### What you will do:
Write all of the entries again. Keep them exactly as they are.

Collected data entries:
● ● ● ●

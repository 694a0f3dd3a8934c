//! Delivery of snapshots to reporters.
//!
//! A [`ReportingPipeline`] takes snapshots from a [`MetricsContext`] and hands each one to every
//! configured [`Reporter`], either on demand or on a fixed interval from a background thread.

use std::io;
use std::panic::{catch_unwind, AssertUnwindSafe};
use std::sync::Arc;
use std::thread::JoinHandle;
use std::time::Duration;

use parking_lot::{Condvar, Mutex};
use thiserror::Error;
use tracing::{debug, error};

use crate::context::MetricsContext;
use crate::filter::SnapshotFilter;
use crate::health::panic_message;
use crate::snapshot::MetricsSnapshot;

/// Errors that could occur while delivering a snapshot.
#[derive(Debug, Error)]
pub enum ReportError {
    /// Writing the report did not succeed.
    #[error("failed to write report: {0}")]
    Io(#[from] io::Error),

    /// The reporter rejected or could not deliver the snapshot.
    #[error("reporter `{reporter}` failed: {reason}")]
    Failed {
        /// Name of the reporter.
        reporter: String,
        /// Failure description.
        reason: String,
    },
}

/// Consumes snapshots.
///
/// Reporters only ever see immutable snapshots, and hold no registry state.
pub trait Reporter: Send + Sync {
    /// Name used in logs.
    fn name(&self) -> &str;

    /// Delivers a snapshot.
    fn report(&self, snapshot: &MetricsSnapshot) -> Result<(), ReportError>;
}

/// Builder for [`ReportingPipeline`].
#[derive(Default)]
pub struct ReportingPipelineBuilder {
    reporters: Vec<Arc<dyn Reporter>>,
    filter: SnapshotFilter,
}

impl ReportingPipelineBuilder {
    /// Creates a new `ReportingPipelineBuilder` with no reporters.
    pub fn new() -> ReportingPipelineBuilder {
        ReportingPipelineBuilder::default()
    }

    /// Adds a reporter.
    pub fn add_reporter<R>(mut self, reporter: R) -> Self
    where
        R: Reporter + 'static,
    {
        self.reporters.push(Arc::new(reporter));
        self
    }

    /// Restricts the metrics included in each snapshot.
    pub fn with_filter(mut self, filter: SnapshotFilter) -> Self {
        self.filter = filter;
        self
    }

    /// Builds the pipeline.
    pub fn build(self) -> ReportingPipeline {
        ReportingPipeline { reporters: self.reporters, filter: self.filter }
    }
}

/// Fans snapshots out to a set of reporters.
///
/// Every reporter receives every snapshot; a reporter that fails or panics is logged and skipped,
/// and never prevents the others from receiving theirs.
pub struct ReportingPipeline {
    reporters: Vec<Arc<dyn Reporter>>,
    filter: SnapshotFilter,
}

impl ReportingPipeline {
    /// Creates a [`ReportingPipelineBuilder`].
    pub fn builder() -> ReportingPipelineBuilder {
        ReportingPipelineBuilder::new()
    }

    /// Number of reporters.
    pub fn len(&self) -> usize {
        self.reporters.len()
    }

    /// Whether the pipeline has no reporters.
    pub fn is_empty(&self) -> bool {
        self.reporters.is_empty()
    }

    /// Takes a snapshot of `ctx` and delivers it to every reporter.
    ///
    /// Returns the errors of every reporter that failed.
    pub fn report_once(&self, ctx: &MetricsContext) -> Vec<ReportError> {
        let snapshot = ctx.snapshot_with(&self.filter);
        self.report(&snapshot)
    }

    /// Delivers an existing snapshot to every reporter.
    ///
    /// Returns the errors of every reporter that failed.  A reporter that panics is reported as
    /// [`ReportError::Failed`].
    pub fn report(&self, snapshot: &MetricsSnapshot) -> Vec<ReportError> {
        let mut failures = Vec::new();
        for reporter in &self.reporters {
            let result = catch_unwind(AssertUnwindSafe(|| reporter.report(snapshot)))
                .unwrap_or_else(|payload| {
                    Err(ReportError::Failed {
                        reporter: reporter.name().to_string(),
                        reason: format!("reporter panicked: {}", panic_message(payload.as_ref())),
                    })
                });
            if let Err(e) = result {
                error!(reporter = reporter.name(), error = %e, "Failed to deliver snapshot.");
                failures.push(e);
            }
        }

        debug!(
            reporters = self.reporters.len(),
            failures = failures.len(),
            metrics = snapshot.len(),
            "Finished delivering snapshot."
        );
        failures
    }

    /// Reports `ctx` every `interval` from a background thread.
    ///
    /// The first report happens one interval after spawning.  The thread runs until the returned
    /// handle is stopped or dropped.
    ///
    /// # Errors
    ///
    /// Returns an error if the thread could not be spawned.
    pub fn spawn(self, ctx: MetricsContext, interval: Duration) -> io::Result<ReportingHandle> {
        let shutdown = Arc::new(Shutdown::default());
        let thread_shutdown = Arc::clone(&shutdown);

        let thread = std::thread::Builder::new()
            .name("metrics-engine-reporter".to_string())
            .spawn(move || {
                while thread_shutdown.wait(interval) {
                    self.report_once(&ctx);
                }
                debug!("Reporting thread stopped.");
            })?;

        Ok(ReportingHandle { shutdown, thread: Some(thread) })
    }
}

#[derive(Default)]
struct Shutdown {
    stopped: Mutex<bool>,
    signal: Condvar,
}

impl Shutdown {
    /// Waits up to `timeout`, returning `false` if shutdown was requested.
    fn wait(&self, timeout: Duration) -> bool {
        let deadline = std::time::Instant::now() + timeout;
        let mut stopped = self.stopped.lock();
        while !*stopped {
            if self.signal.wait_until(&mut stopped, deadline).timed_out() {
                break;
            }
        }
        !*stopped
    }

    fn trigger(&self) {
        *self.stopped.lock() = true;
        self.signal.notify_all();
    }
}

/// Handle to a background reporting thread.
///
/// Dropping the handle stops the thread without waiting for it.
pub struct ReportingHandle {
    shutdown: Arc<Shutdown>,
    thread: Option<JoinHandle<()>>,
}

impl ReportingHandle {
    /// Stops the reporting thread and waits for it to exit.
    ///
    /// A report already in progress is allowed to finish.
    pub fn stop(mut self) {
        self.shutdown.trigger();
        if let Some(thread) = self.thread.take() {
            if thread.join().is_err() {
                error!("Reporting thread panicked.");
            }
        }
    }
}

impl Drop for ReportingHandle {
    fn drop(&mut self) {
        self.shutdown.trigger();
    }
}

● ● ● ●

### Answer space:
repository 694a0f3dd3a8934c
//! Delivery of snapshots to reporters.
//!
//! A [`ReportingPipeline`] takes snapshots from a [`MetricsContext`] and hands each one to every
//! configured [`Reporter`], either on demand or on a fixed interval from a background thread.

use std::io;
use std::panic::{catch_unwind, AssertUnwindSafe};
use std::sync::Arc;
use std::thread::JoinHandle;
use std::time::Duration;

use parking_lot::{Condvar, Mutex};
use thiserror::Error;
use tracing::{debug, error};

use crate::context::MetricsContext;
use crate::filter::SnapshotFilter;
use crate::health::panic_message;
use crate::snapshot::MetricsSnapshot;

/// Errors that could occur while delivering a snapshot.
#[derive(Debug, Error)]
pub enum ReportError {
    /// Writing the report did not succeed.
    #[error("failed to write report: {0}")]
    Io(#[from] io::Error),

    /// The reporter rejected or could not deliver the snapshot.
    #[error("reporter `{reporter}` failed: {reason}")]
    Failed {
        /// Name of the reporter.
        reporter: String,
        /// Failure description.
        reason: String,
    },
}

/// Consumes snapshots.
///
/// Reporters only ever see immutable snapshots, and hold no registry state.
pub trait Reporter: Send + Sync {
    /// Name used in logs.
    fn name(&self) -> &str;

    /// Delivers a snapshot.
    fn report(&self, snapshot: &MetricsSnapshot) -> Result<(), ReportError>;
}

/// Builder for [`ReportingPipeline`].
#[derive(Default)]
pub struct ReportingPipelineBuilder {
    reporters: Vec<Arc<dyn Reporter>>,
    filter: SnapshotFilter,
}

impl ReportingPipelineBuilder {
    /// Creates a new `ReportingPipelineBuilder` with no reporters.
    pub fn new() -> ReportingPipelineBuilder {
        ReportingPipelineBuilder::default()
    }

    /// Adds a reporter.
    pub fn add_reporter<R>(mut self, reporter: R) -> Self
    where
        R: Reporter + 'static,
    {
        self.reporters.push(Arc::new(reporter));
        self
    }

    /// Restricts the metrics included in each snapshot.
    pub fn with_filter(mut self, filter: SnapshotFilter) -> Self {
        self.filter = filter;
        self
    }

    /// Builds the pipeline.
    pub fn build(self) -> ReportingPipeline {
        ReportingPipeline { reporters: self.reporters, filter: self.filter }
    }
}

/// Fans snapshots out to a set of reporters.
///
/// Every reporter receives every snapshot; a reporter that fails or panics is logged and skipped,
/// and never prevents the others from receiving theirs.
pub struct ReportingPipeline {
    reporters: Vec<Arc<dyn Reporter>>,
    filter: SnapshotFilter,
}

impl ReportingPipeline {
    /// Creates a [`ReportingPipelineBuilder`].
    pub fn builder() -> ReportingPipelineBuilder {
        ReportingPipelineBuilder::new()
    }

    /// Number of reporters.
    pub fn len(&self) -> usize {
        self.reporters.len()
    }

    /// Whether the pipeline has no reporters.
    pub fn is_empty(&self) -> bool {
        self.reporters.is_empty()
    }

    /// Takes a snapshot of `ctx` and delivers it to every reporter.
    ///
    /// Returns the errors of every reporter that failed.
    pub fn report_once(&self, ctx: &MetricsContext) -> Vec<ReportError> {
        let snapshot = ctx.snapshot_with(&self.filter);
        self.report(&snapshot)
    }

    /// Delivers an existing snapshot to every reporter.
    ///
    /// Returns the errors of every reporter that failed.  A reporter that panics is reported as
    /// [`ReportError::Failed`].
    pub fn report(&self, snapshot: &MetricsSnapshot) -> Vec<ReportError> {
        let mut failures = Vec::new();
        for reporter in &self.reporters {
            let result = catch_unwind(AssertUnwindSafe(|| reporter.report(snapshot)))
                .unwrap_or_else(|payload| {
                    Err(ReportError::Failed {
                        reporter: reporter.name().to_string(),
                        reason: format!("reporter panicked: {}", panic_message(payload.as_ref())),
                    })
                });
            if let Err(e) = result {
                error!(reporter = reporter.name(), error = %e, "Failed to deliver snapshot.");
                failures.push(e);
            }
        }

        debug!(
            reporters = self.reporters.len(),
            failures = failures.len(),
            metrics = snapshot.len(),
            "Finished delivering snapshot."
        );
        failures
    }

    /// Reports `ctx` every `interval` from a background thread.
    ///
    /// The first report happens one interval after spawning.  The thread runs until the returned
    /// handle is stopped or dropped.
    ///
    /// # Errors
    ///
    /// Returns an error if the thread could not be spawned.
    pub fn spawn(self, ctx: MetricsContext, interval: Duration) -> io::Result<ReportingHandle> {
        let shutdown = Arc::new(Shutdown::default());
        let thread_shutdown = Arc::clone(&shutdown);

        let thread = std::thread::Builder::new()
            .name("metrics-engine-reporter".to_string())
            .spawn(move || {
                while thread_shutdown.wait(interval) {
                    self.report_once(&ctx);
                }
                debug!("Reporting thread stopped.");
            })?;

        Ok(ReportingHandle { shutdown, thread: Some(thread) })
    }
}

#[derive(Default)]
struct Shutdown {
    stopped: Mutex<bool>,
    signal: Condvar,
}

impl Shutdown {
    /// Waits up to `timeout`, returning `false` if shutdown was requested.
    fn wait(&self, timeout: Duration) -> bool {
        let deadline = std::time::Instant::now() + timeout;
        let mut stopped = self.stopped.lock();
        while !*stopped {
            if self.signal.wait_until(&mut stopped, deadline).timed_out() {
                break;
            }
        }
        !*stopped
    }

    fn trigger(&self) {
        *self.stopped.lock() = true;
        self.signal.notify_all();
    }
}

/// Handle to a background reporting thread.
///
/// Dropping the handle stops the thread without waiting for it.
pub struct ReportingHandle {
    shutdown: Arc<Shutdown>,
    thread: Option<JoinHandle<()>>,
}

impl ReportingHandle {
    /// Stops the reporting thread and waits for it to exit.
    ///
    /// A report already in progress is allowed to finish.
    pub fn stop(mut self) {
        self.shutdown.trigger();
        if let Some(thread) = self.thread.take() {
            if thread.join().is_err() {
                error!("Reporting thread panicked.");
            }
        }
    }
}

impl Drop for ReportingHandle {
    fn drop(&mut self) {
        self.shutdown.trigger();
    }
}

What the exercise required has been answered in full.